Could you add host-side configuration of an upper limit on video length, after
which the remainder is automatically skipped? That would handle the case where
someone (accidentally or otherwise) chooses an excessively long video (for
instance, a version looped for several hours), to avoid the host having to
manually skip it.

Related to that, you might consider letting the host designate a privileged
client, so that the person running the party can hook that up to their phone
to control skips and similar, without going directly to the party machine
hooked up to the big screen and sound system.
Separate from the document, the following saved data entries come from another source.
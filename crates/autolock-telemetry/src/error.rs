//! Error types for telemetry operations.

use std::error::Error;
use std::fmt::{self, Display, Formatter};

/// Result alias for telemetry operations.
pub type Result<T> = std::result::Result<T, TelemetryError>;

/// Errors raised by telemetry helpers.
#[derive(Debug)]
pub enum TelemetryError {
    /// Installing the tracing subscriber failed.
    SubscriberInstall {
        /// Underlying tracing subscriber error.
        source: tracing_subscriber::util::TryInitError,
    },
    /// A log format name was not recognised.
    UnknownLogFormat {
        /// Value that failed to parse.
        value: String,
    },
}

impl Display for TelemetryError {
    fn fmt(&self, formatter: &mut Formatter<'_>) -> fmt::Result {
        match self {
            Self::SubscriberInstall { .. } => {
                formatter.write_str("failed to install tracing subscriber")
            }
            Self::UnknownLogFormat { .. } => formatter.write_str("unknown log format"),
        }
    }
}

impl Error for TelemetryError {
    fn source(&self) -> Option<&(dyn Error + 'static)> {
        match self {
            Self::SubscriberInstall { source } => Some(source),
            Self::UnknownLogFormat { .. } => None,
        }
    }
}

#[cfg(test)]
mod tests {
    use super::*;
    use std::io;
    use tracing_subscriber::util::SubscriberInitExt;

    fn try_init_error()
    -> std::result::Result<tracing_subscriber::util::TryInitError, Box<dyn Error>> {
        match tracing_subscriber::registry().try_init() {
            Ok(()) => match tracing_subscriber::registry().try_init() {
                Ok(()) => Err(io::Error::other("expected init error").into()),
                Err(err) => Ok(err),
            },
            Err(err) => Ok(err),
        }
    }

    #[test]
    fn telemetry_error_display_and_source() -> std::result::Result<(), Box<dyn Error>> {
        let install = TelemetryError::SubscriberInstall {
            source: try_init_error()?,
        };
        assert_eq!(install.to_string(), "failed to install tracing subscriber");
        assert!(install.source().is_some());

        let format = TelemetryError::UnknownLogFormat {
            value: "xml".into(),
        };
        assert_eq!(format.to_string(), "unknown log format");
        assert!(format.source().is_none());
        Ok(())
    }
}
//! # Design
//!
//! - Constant error messages; context travels in structured fields.
//! - Source errors are preserved rather than interpolated.

use std::io;
use std::path::PathBuf;

use thiserror::Error;

/// Result alias for store operations.
pub type StoreResult<T> = Result<T, StoreError>;

/// Errors raised by key/value store backends.
#[derive(Debug, Error)]
pub enum StoreError {
    /// Reading or writing the backing file failed.
    #[error("store io failure")]
    Io {
        /// Operation that triggered the failure.
        operation: &'static str,
        /// Path involved in the failure.
        path: PathBuf,
        /// Underlying IO error.
        source: io::Error,
    },
    /// Encoding or decoding the stored document failed.
    #[error("store document encoding failure")]
    Json {
        /// Operation that triggered the failure.
        operation: &'static str,
        /// Path of the document, when file-backed.
        path: Option<PathBuf>,
        /// Underlying serde error.
        source: serde_json::Error,
    },
    /// The stored document does not have the expected shape.
    #[error("store document is malformed")]
    InvalidDocument {
        /// Path of the malformed document.
        path: PathBuf,
        /// Machine-readable reason for the failure.
        reason: &'static str,
    },
    /// The backend refused the operation (quota, injected fault, ...).
    #[error("store rejected the operation")]
    Rejected {
        /// Operation that was refused.
        operation: &'static str,
        /// Key targeted by the operation.
        key: String,
        /// Machine-readable reason for the refusal.
        reason: &'static str,
    },
}

impl StoreError {
    pub(crate) fn io(operation: &'static str, path: impl Into<PathBuf>, source: io::Error) -> Self {
        Self::Io {
            operation,
            path: path.into(),
            source,
        }
    }

    pub(crate) fn json(
        operation: &'static str,
        path: Option<PathBuf>,
        source: serde_json::Error,
    ) -> Self {
        Self::Json {
            operation,
            path,
            source,
        }
    }

    /// Stable identifier for logs and machine-readable output.
    #[must_use]
    pub const fn kind(&self) -> &'static str {
        match self {
            Self::Io { .. } => "io",
            Self::Json { .. } => "json",
            Self::InvalidDocument { .. } => "invalid_document",
            Self::Rejected { .. } => "rejected",
        }
    }
}

#[cfg(test)]
mod tests {
    use super::*;
    use std::error::Error as _;

    #[test]
    fn messages_are_constant_and_sources_preserved() {
        let err = StoreError::io("document.read", "store.json", io::Error::other("disk"));
        assert_eq!(err.to_string(), "store io failure");
        assert_eq!(err.kind(), "io");
        assert!(err.source().is_some());

        let rejected = StoreError::Rejected {
            operation: "set",
            key: "auto-lock-timer".to_string(),
            reason: "quota_exceeded",
        };
        assert_eq!(rejected.to_string(), "store rejected the operation");
        assert!(rejected.source().is_none());
    }
}
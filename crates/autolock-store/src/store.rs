//! Capability interface implemented by every persistence backend.

use async_trait::async_trait;
use serde_json::Value;

use crate::change::{ChangeListener, ChangeStream, Subscription};
use crate::error::StoreResult;

#[async_trait]
/// Durable key/value storage with change notifications.
///
/// A `set` that resolves successfully is visible to any `get` issued after it.
/// Each key is updated atomically; a failed `set` leaves the previous value in
/// place.
pub trait KeyValueStore: Send + Sync {
    /// Read the value stored under `key`, if any.
    async fn get(&self, key: &str) -> StoreResult<Option<Value>>;

    /// Durably store `value` under `key`.
    async fn set(&self, key: &str, value: Value) -> StoreResult<()>;

    /// Open a raw stream of change notifications.
    fn changes(&self) -> ChangeStream;

    /// Read the value stored under `key`, falling back to `default` when unset.
    async fn get_or(&self, key: &str, default: Value) -> StoreResult<Value> {
        Ok(self.get(key).await?.unwrap_or(default))
    }

    /// Register `listener` for change notifications until the returned handle
    /// is released.
    ///
    /// # Panics
    ///
    /// Panics when called outside a Tokio runtime.
    fn subscribe(&self, listener: ChangeListener) -> Subscription {
        Subscription::spawn(self.changes(), listener)
    }
}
You might also offer options for
consensus skips: "if more than N people want to skip a song...".

I like that if you fullscreen the video, it stays that way when a new video
comes up; that makes this useful for more than just music. (Please do keep
that working if you add non-YouTube support.) However, you might consider
making a fullscreenable container that puts the video at almost-fullscreen,
but still shows Playlistful and the party ID.

It looks like on the Playlist screen you replace the username with "You", even
as a substring of the user's name: I tried it out with users "Foo", "Not Foo",
and "Random", and when "Not Foo"'s song came up, Foo's Playlist screen showed
it as "Chosen by Not You".

You might consider letting people add a YouTube playlist, or for that matter
let users with a YouTube account choose from their favorited/liked/etc videos.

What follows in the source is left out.